§ Problem description: Could you return each line below without altering a word?

Segment Start: Provided data

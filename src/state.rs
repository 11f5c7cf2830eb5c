//! Persisted JSON state — atomic replace and corruption recovery.
//!
//! Every state file the daemon owns is rewritten in full on each
//! mutation:
//!
//!   1. serialize to `<name>.tmp`
//!   2. fsync() the temp file
//!   3. rename `<name>.tmp` → `<name>` (atomic on POSIX)
//!
//! A reader therefore sees either the previous version or the new one,
//! never a torn write. A file that fails to parse is moved aside to a
//! timestamped backup and the owner starts again from a safe default.
//! A file that cannot be read at all is left alone and the load fails.

use anyhow::{Context, Result};
use chrono::Utc;
use serde::de::DeserializeOwned;
use serde::Serialize;
use std::fs;
use std::io::Write;
use std::path::{Path, PathBuf};
use tracing::{debug, warn};

/// Paths of every file under the state directory.
#[derive(Debug, Clone)]
pub struct StatePaths {
    pub dir: PathBuf,
    pub poll_state: PathBuf,
    pub usage_state: PathBuf,
    pub deferred_queue: PathBuf,
    pub cache: PathBuf,
    pub health: PathBuf,
    pub lock: PathBuf,
    pub quota_db: PathBuf,
}

impl StatePaths {
    pub fn new(dir: &Path) -> Self {
        Self {
            dir: dir.to_path_buf(),
            poll_state: dir.join("poll_state.json"),
            usage_state: dir.join("usage_state.json"),
            deferred_queue: dir.join("deferred_queue.json"),
            cache: dir.join("flow_cache.json"),
            health: dir.join("daemon_health_state.json"),
            lock: dir.join("flowd.lock"),
            quota_db: dir.join("quota_log.db"),
        }
    }

    pub fn ensure_dir(&self) -> Result<()> {
        fs::create_dir_all(&self.dir)
            .with_context(|| format!("Failed to create state directory {}", self.dir.display()))
    }
}

/// Serialize `value` and atomically replace `path` with it.
pub fn atomic_write_json<T: Serialize + ?Sized>(path: &Path, value: &T) -> Result<()> {
    let bytes = serde_json::to_vec_pretty(value).context("Failed to serialize state")?;
    let tmp_path = tmp_path_for(path);

    if let Some(parent) = path.parent() {
        fs::create_dir_all(parent)?;
    }

    {
        let mut file = fs::OpenOptions::new()
            .write(true)
            .create(true)
            .truncate(true)
            .open(&tmp_path)
            .with_context(|| format!("Failed to create {}", tmp_path.display()))?;
        file.write_all(&bytes)?;
        file.write_all(b"\n")?;
        file.sync_all()?;
    }

    fs::rename(&tmp_path, path)
        .with_context(|| format!("Atomic rename to {} failed", path.display()))?;
    Ok(())
}

/// Read-only load: `Ok(None)` if the file does not exist.
///
/// Observers (the sentinel, downstream readers) use this; it never
/// touches a corrupt file.
pub fn read_json<T: DeserializeOwned>(path: &Path) -> Result<Option<T>> {
    let raw = match fs::read(path) {
        Ok(raw) => raw,
        Err(e) if e.kind() == std::io::ErrorKind::NotFound => return Ok(None),
        Err(e) => return Err(e).with_context(|| format!("Failed to read {}", path.display())),
    };
    let value = serde_json::from_slice(&raw)
        .with_context(|| format!("Malformed JSON in {}", path.display()))?;
    Ok(Some(value))
}

/// Owner load: missing → default, corrupt → backed up and default.
///
/// Only malformed content is recovered from. An I/O error is returned
/// untouched so the caller never overwrites state it could not read.
pub fn load_or_recover<T: DeserializeOwned + Default>(path: &Path) -> Result<T> {
    let raw = match fs::read(path) {
        Ok(raw) => raw,
        Err(e) if e.kind() == std::io::ErrorKind::NotFound => {
            debug!(path = %path.display(), "No state file yet — starting empty");
            return Ok(T::default());
        }
        Err(e) => {
            return Err(e).with_context(|| format!("State file {} is unreadable", path.display()));
        }
    };

    match serde_json::from_slice(&raw) {
        Ok(value) => Ok(value),
        Err(parse_err) => {
            let backup = backup_path_for(path);
            match fs::rename(path, &backup) {
                Ok(()) => warn!(
                    event = "state_corrupt",
                    path = %path.display(),
                    backup = %backup.display(),
                    error = %parse_err,
                    "Corrupt state file moved aside — reinitialized to default"
                ),
                Err(rename_err) => warn!(
                    event = "state_corrupt",
                    path = %path.display(),
                    error = %parse_err,
                    rename_error = %rename_err,
                    "Corrupt state file could not be moved aside — reinitialized to default"
                ),
            }
            Ok(T::default())
        }
    }
}

fn tmp_path_for(path: &Path) -> PathBuf {
    let mut name = path.file_name().unwrap_or_default().to_os_string();
    name.push(".tmp");
    path.with_file_name(name)
}

fn backup_path_for(path: &Path) -> PathBuf {
    let mut name = path.file_name().unwrap_or_default().to_os_string();
    name.push(format!(".corrupt-{}", Utc::now().format("%Y%m%dT%H%M%S")));
    path.with_file_name(name)
}
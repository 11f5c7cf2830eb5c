//! flowd — rate-budgeted market telemetry ingestion.
//!
//! The `flowd` binary polls a third-party market-data provider for a set
//! of symbols and keeps a per-symbol cache file fresh for a downstream
//! scoring engine. `flowd-sentinel` watches it from the outside.
//!
//! Data path, leaves first:
//!
//!   scheduler → budget → retry(fetcher) → normalize → cache
//!
//! Every state file lives in one directory (default `~/.flowd`) and has
//! exactly one writer, enforced by an advisory lock.

pub mod budget;
pub mod cache;
pub mod clock;
pub mod config;
pub mod error;
pub mod fetcher;
pub mod ingest;
pub mod lock;
pub mod normalize;
pub mod queue;
pub mod retry;
pub mod scheduler;
pub mod sentinel;
pub mod shutdown;
pub mod state;

use tracing_subscriber::EnvFilter;

/// Structured logs for both binaries. `RUST_LOG` overrides the default
/// `flowd=info` filter.
pub fn init_tracing(json: bool) {
    let filter = EnvFilter::try_from_default_env().unwrap_or_else(|_| "flowd=info".into());
    let builder = tracing_subscriber::fmt().with_env_filter(filter).with_target(false);
    if json {
        builder.json().init();
    } else {
        builder.init();
    }
}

Segment End: Provided data

§ Your solution:
filename src/state.rs
repository 11f5c7cf2830eb5c
//! Persisted JSON state — atomic replace and corruption recovery.
//!
//! Every state file the daemon owns is rewritten in full on each
//! mutation:
//!
//!   1. serialize to `<name>.tmp`
//!   2. fsync() the temp file
//!   3. rename `<name>.tmp` → `<name>` (atomic on POSIX)
//!
//! A reader therefore sees either the previous version or the new one,
//! never a torn write. A file that fails to parse is moved aside to a
//! timestamped backup and the owner starts again from a safe default.
//! A file that cannot be read at all is left alone and the load fails.

use anyhow::{Context, Result};
use chrono::Utc;
use serde::de::DeserializeOwned;
use serde::Serialize;
use std::fs;
use std::io::Write;
use std::path::{Path, PathBuf};
use tracing::{debug, warn};

/// Paths of every file under the state directory.
#[derive(Debug, Clone)]
pub struct StatePaths {
    pub dir: PathBuf,
    pub poll_state: PathBuf,
    pub usage_state: PathBuf,
    pub deferred_queue: PathBuf,
    pub cache: PathBuf,
    pub health: PathBuf,
    pub lock: PathBuf,
    pub quota_db: PathBuf,
}

impl StatePaths {
    pub fn new(dir: &Path) -> Self {
        Self {
            dir: dir.to_path_buf(),
            poll_state: dir.join("poll_state.json"),
            usage_state: dir.join("usage_state.json"),
            deferred_queue: dir.join("deferred_queue.json"),
            cache: dir.join("flow_cache.json"),
            health: dir.join("daemon_health_state.json"),
            lock: dir.join("flowd.lock"),
            quota_db: dir.join("quota_log.db"),
        }
    }

    pub fn ensure_dir(&self) -> Result<()> {
        fs::create_dir_all(&self.dir)
            .with_context(|| format!("Failed to create state directory {}", self.dir.display()))
    }
}

/// Serialize `value` and atomically replace `path` with it.
pub fn atomic_write_json<T: Serialize + ?Sized>(path: &Path, value: &T) -> Result<()> {
    let bytes = serde_json::to_vec_pretty(value).context("Failed to serialize state")?;
    let tmp_path = tmp_path_for(path);

    if let Some(parent) = path.parent() {
        fs::create_dir_all(parent)?;
    }

    {
        let mut file = fs::OpenOptions::new()
            .write(true)
            .create(true)
            .truncate(true)
            .open(&tmp_path)
            .with_context(|| format!("Failed to create {}", tmp_path.display()))?;
        file.write_all(&bytes)?;
        file.write_all(b"\n")?;
        file.sync_all()?;
    }

    fs::rename(&tmp_path, path)
        .with_context(|| format!("Atomic rename to {} failed", path.display()))?;
    Ok(())
}

/// Read-only load: `Ok(None)` if the file does not exist.
///
/// Observers (the sentinel, downstream readers) use this; it never
/// touches a corrupt file.
pub fn read_json<T: DeserializeOwned>(path: &Path) -> Result<Option<T>> {
    let raw = match fs::read(path) {
        Ok(raw) => raw,
        Err(e) if e.kind() == std::io::ErrorKind::NotFound => return Ok(None),
        Err(e) => return Err(e).with_context(|| format!("Failed to read {}", path.display())),
    };
    let value = serde_json::from_slice(&raw)
        .with_context(|| format!("Malformed JSON in {}", path.display()))?;
    Ok(Some(value))
}

/// Owner load: missing → default, corrupt → backed up and default.
///
/// Only malformed content is recovered from. An I/O error is returned
/// untouched so the caller never overwrites state it could not read.
pub fn load_or_recover<T: DeserializeOwned + Default>(path: &Path) -> Result<T> {
    let raw = match fs::read(path) {
        Ok(raw) => raw,
        Err(e) if e.kind() == std::io::ErrorKind::NotFound => {
            debug!(path = %path.display(), "No state file yet — starting empty");
            return Ok(T::default());
        }
        Err(e) => {
            return Err(e).with_context(|| format!("State file {} is unreadable", path.display()));
        }
    };

    match serde_json::from_slice(&raw) {
        Ok(value) => Ok(value),
        Err(parse_err) => {
            let backup = backup_path_for(path);
            match fs::rename(path, &backup) {
                Ok(()) => warn!(
                    event = "state_corrupt",
                    path = %path.display(),
                    backup = %backup.display(),
                    error = %parse_err,
                    "Corrupt state file moved aside — reinitialized to default"
                ),
                Err(rename_err) => warn!(
                    event = "state_corrupt",
                    path = %path.display(),
                    error = %parse_err,
                    rename_error = %rename_err,
                    "Corrupt state file could not be moved aside — reinitialized to default"
                ),
            }
            Ok(T::default())
        }
    }
}

fn tmp_path_for(path: &Path) -> PathBuf {
    let mut name = path.file_name().unwrap_or_default().to_os_string();
    name.push(".tmp");
    path.with_file_name(name)
}

fn backup_path_for(path: &Path) -> PathBuf {
    let mut name = path.file_name().unwrap_or_default().to_os_string();
    name.push(format!(".corrupt-{}", Utc::now().format("%Y%m%dT%H%M%S")));
    path.with_file_name(name)
}
repository 11f5c7cf2830eb5c
//! flowd — rate-budgeted market telemetry ingestion.
//!
//! The `flowd` binary polls a third-party market-data provider for a set
//! of symbols and keeps a per-symbol cache file fresh for a downstream
//! scoring engine. `flowd-sentinel` watches it from the outside.
//!
//! Data path, leaves first:
//!
//!   scheduler → budget → retry(fetcher) → normalize → cache
//!
//! Every state file lives in one directory (default `~/.flowd`) and has
//! exactly one writer, enforced by an advisory lock.

pub mod budget;
pub mod cache;
pub mod clock;
pub mod config;
pub mod error;
pub mod fetcher;
pub mod ingest;
pub mod lock;
pub mod normalize;
pub mod queue;
pub mod retry;
pub mod scheduler;
pub mod sentinel;
pub mod shutdown;
pub mod state;

use tracing_subscriber::EnvFilter;

/// Structured logs for both binaries. `RUST_LOG` overrides the default
/// `flowd=info` filter.
pub fn init_tracing(json: bool) {
    let filter = EnvFilter::try_from_default_env().unwrap_or_else(|_| "flowd=info".into());
    let builder = tracing_subscriber::fmt().with_env_filter(filter).with_target(false);
    if json {
        builder.json().init();
    } else {
        builder.init();
    }
}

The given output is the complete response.